Клэр опускается на колени возле своего ящика, набирает код и открывает дверцу. На потолке со знакомым стрекотом, словно гигантское насекомое, мигает лампа дневного света. Задумавшись, девушка не сразу замечает в ящике сложенный пополам конверт. Когда она вынимает его, коричневая бумага рвется. Клэр сует палец в получившуюся дыру и вскрывает конверт. Та же марка, снова взятое в кавычки имя адресата «Хоуп Робинсон», буквы будто высечены ножом. Там что-то объемное. Девушка вынимает прозрачный пакет с застежкой и не сразу понимает, что это внутри — красное и такое знакомое.
А потом до нее доходит. И она кричит.
Глава 48
У Патрика нет выбора: приходится делать, как велят. И он бредет вместе со всеми по покрытому ледяной коркой снегу, временами проваливаясь в сугробы по пояс. Они идут уже около часа. Вокруг все искрится от солнца, пейзаж ослепительно-белый. Ноги ноют, плечо болит. Несмотря на холод, Патрик весь горит. Он постоянно останавливается, зачерпывает пригоршню снега и отправляет ее себе в рот.
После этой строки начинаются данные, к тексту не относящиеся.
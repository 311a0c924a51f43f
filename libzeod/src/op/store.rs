use super::OpError;
use super::OpResult;
use crate::byte_store::WriteBatch;
use crate::conflict::Conflict;
use crate::ctx::Ctx;
use crate::ctx::FirstConflict;
use crate::id::Oid;
use crate::id::Tid;
use crate::id::Transaction;
use crate::keys::marker_key;
use crate::keys::revision_key;
use crate::record::decode;
use crate::record::encode;
use crate::record::RevisionRecord;
use serde::Deserialize;
use serde::Serialize;
use std::sync::atomic::Ordering::Relaxed;
use std::sync::Arc;
use tracing::debug;
use tracing::trace;

pub struct OpStoreInput {
  pub oid: Oid,
  /// Serial of the revision the new data is based on; `Tid::ZERO` for new objects.
  pub serial: Tid,
  pub data: Vec<u8>,
  /// Oids referenced by `data`, used by garbage collection.
  pub refs: Vec<Oid>,
  /// Must be empty.
  pub version: String,
  pub txn: Transaction,
}

#[derive(Clone, Copy, PartialEq, Eq, Debug, Serialize, Deserialize)]
pub enum StoreOutcome {
  /// Stored as-is; the new serial will be this tid.
  Serial(Tid),
  /// A conflict was resolved; the client must invalidate its copy rather than adopt its own data.
  ResolvedSerial,
}

pub struct OpStoreOutput {
  pub outcome: StoreOutcome,
}

fn old_data(ctx: &Ctx, oid: Oid, serial: Tid) -> OpResult<Option<Vec<u8>>> {
  if serial == Tid::ZERO {
    return Ok(None);
  };
  let Some(raw) = ctx.store.get(&revision_key(oid, serial)) else {
    return Ok(None);
  };
  Ok(decode::<RevisionRecord>("revision", &raw)?.data)
}

pub(crate) async fn op_store(ctx: Arc<Ctx>, req: OpStoreInput) -> OpResult<OpStoreOutput> {
  if !req.version.is_empty() {
    return Err(OpError::VersionsNotSupported);
  };
  let mut state = ctx.txn.lock().await;
  let Some(active) = state.as_mut().filter(|a| a.is_current(&req.txn)) else {
    return Err(OpError::NotCurrentTransaction);
  };
  if ctx.is_closing() {
    return Err(OpError::Closed);
  };

  let oid = req.oid;
  let committed = ctx.committed_revision(oid)?;
  let committed_serial = match &committed {
    Some((tid, RevisionRecord { data: Some(_), .. })) => *tid,
    _ => Tid::ZERO,
  };

  let (data, outcome) = if committed_serial == req.serial {
    (req.data, StoreOutcome::Serial(active.tid))
  } else {
    ctx.metrics.0.conflict_count.fetch_add(1, Relaxed);
    let resolved = match (&ctx.resolver, &committed) {
      (Some(resolver), Some((_, RevisionRecord { data: Some(committed_data), .. }))) => {
        let old = old_data(&ctx, oid, req.serial)?;
        match resolver.resolve(&Conflict {
          oid,
          committed_serial,
          old_serial: req.serial,
          new_data: &req.data,
          committed_data,
          old_data: old.as_deref(),
        }) {
          Ok(data) => Some(data),
          Err(err) => {
            debug!(oid = %oid, error = %err, "conflict resolution failed");
            None
          }
        }
      }
      _ => None,
    };
    let Some(data) = resolved else {
      if active.first_conflict.is_none() {
        active.first_conflict = Some(FirstConflict {
          oid,
          committed: committed_serial,
          expected: req.serial,
        });
      };
      return Err(OpError::Conflict {
        oid,
        committed: committed_serial,
        expected: req.serial,
      });
    };
    ctx.metrics.0.conflict_resolved_count.fetch_add(1, Relaxed);
    (data, StoreOutcome::ResolvedSerial)
  };

  let len = data.len() as u64;
  let mut batch = WriteBatch::new();
  batch.put(
    revision_key(oid, active.tid),
    encode(&RevisionRecord {
      data: Some(data),
      refs: req.refs,
    }),
  );
  batch.put(marker_key(oid), Vec::new());
  active.oids.insert(oid);
  ctx.store.commit(batch).await?;

  trace!(oid = %oid, tid = %active.tid, len, "stored object");
  ctx.metrics.0.store_count.fetch_add(1, Relaxed);
  ctx.metrics.0.store_bytes.fetch_add(len, Relaxed);
  Ok(OpStoreOutput { outcome })
}
use super::OpError;
use super::OpResult;
use crate::ctx::Ctx;
use crate::id::Transaction;
use std::sync::Arc;

pub struct OpTpcVoteInput {
  pub txn: Transaction,
}

pub struct OpTpcVoteOutput {}

/// Fails with the transaction's first unresolved conflict, if any.
pub(crate) async fn op_tpc_vote(ctx: Arc<Ctx>, req: OpTpcVoteInput) -> OpResult<OpTpcVoteOutput> {
  let state = ctx.txn.lock().await;
  let Some(active) = state.as_ref().filter(|a| a.is_current(&req.txn)) else {
    return Err(OpError::NotCurrentTransaction);
  };
  if let Some(c) = &active.first_conflict {
    return Err(OpError::Conflict {
      oid: c.oid,
      committed: c.committed,
      expected: c.expected,
    });
  };
  Ok(OpTpcVoteOutput {})
}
Сегодня утром, когда восходящее солнце освещало небо розовыми лучами, отец позвал его по имени. Ликаны отобрали у него пистолет и обыскали. А он все так и стоял, как пень. Мужчины выпотрошили, освежевали и разделали убитого лося. Голову отсекли и бросили в сторону. На все это ушло больше часа. Они с отцом сидели рядом на поваленном дереве и смотрели друг на друга, просто смотрели. Отец сначала улыбался, радуясь встрече, но потом улыбка сползла с его лица, а вместо нее появилось ошарашенное и подавленное выражение, как у родителя, который смотрит на собственного ребенка, лежащего в гробу.
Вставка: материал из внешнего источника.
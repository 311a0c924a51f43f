pub mod file;
pub mod memory;

use async_trait::async_trait;
use serde::Deserialize;
use serde::Serialize;
use std::collections::BTreeMap;
use std::io;
use std::ops::Bound;

// WARNING: Do not reorder variant struct fields, as rmp_serde doesn't store field names.
#[derive(Clone, Debug, PartialEq, Eq, Serialize, Deserialize)]
pub enum BatchOp {
  #[serde(rename = "0")]
  Put { key: Vec<u8>, value: Vec<u8> },
  #[serde(rename = "1")]
  Delete { key: Vec<u8> },
}

/// Ordered puts and deletes applied atomically by `ByteStore::commit`.
#[derive(Clone, Debug, Default, PartialEq, Eq, Serialize, Deserialize)]
pub struct WriteBatch {
  ops: Vec<BatchOp>,
}

impl WriteBatch {
  pub fn new() -> Self {
    Self::default()
  }

  pub fn put(&mut self, key: Vec<u8>, value: Vec<u8>) {
    self.ops.push(BatchOp::Put { key, value });
  }

  pub fn delete(&mut self, key: Vec<u8>) {
    self.ops.push(BatchOp::Delete { key });
  }

  pub fn ops(&self) -> &[BatchOp] {
    &self.ops
  }

  pub fn len(&self) -> usize {
    self.ops.len()
  }

  pub fn is_empty(&self) -> bool {
    self.ops.is_empty()
  }

  pub(crate) fn apply_to(self, map: &mut BTreeMap<Vec<u8>, Vec<u8>>) {
    for op in self.ops {
      match op {
        BatchOp::Put { key, value } => {
          map.insert(key, value);
        }
        BatchOp::Delete { key } => {
          map.remove(&key);
        }
      };
    }
  }
}

pub(crate) fn map_range<'a>(
  map: &'a BTreeMap<Vec<u8>, Vec<u8>>,
  start: &'a [u8],
  end: &'a [u8],
) -> impl DoubleEndedIterator<Item = (&'a Vec<u8>, &'a Vec<u8>)> + 'a {
  // BTreeMap::range panics on an inverted range.
  let end = if end < start { start } else { end };
  map.range::<[u8], _>((Bound::Included(start), Bound::Excluded(end)))
}

/// Ordered byte-keyed store beneath the engine. Reads are served from memory; writes are atomic batches.
#[async_trait]
pub trait ByteStore: Send + Sync {
  fn get(&self, key: &[u8]) -> Option<Vec<u8>>;

  /// Entries with `start <= key < end`, in key order.
  fn range(&self, start: &[u8], end: &[u8]) -> Vec<(Vec<u8>, Vec<u8>)>;

  /// The entry with the greatest key in `start <= key < end`.
  fn last_in_range(&self, start: &[u8], end: &[u8]) -> Option<(Vec<u8>, Vec<u8>)>;

  /// Once this returns `Ok`, the batch is durable and visible to reads.
  async fn commit(&self, batch: WriteBatch) -> io::Result<()>;

  /// Returns whether a checkpoint was actually taken. Unforced checkpoints are skipped if fewer than `min_log_bytes` have been logged since the last one.
  async fn checkpoint(&self, min_log_bytes: u64, force: bool) -> io::Result<bool>;

  async fn close(&self) -> io::Result<()>;
}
— Все это время я так хотел тебя увидеть, — сказал он, — а теперь жалею о том, что ты здесь.
От туши шел пар, и поляна, закапанная кровью, стала похожа на ярко-алый пруд. На снегу валялись исходящие паром внутренности: багровые, зеленые, красные. На них тут же с карканьем слетелось воронье. Птицы черными тенями кружили у них над головами.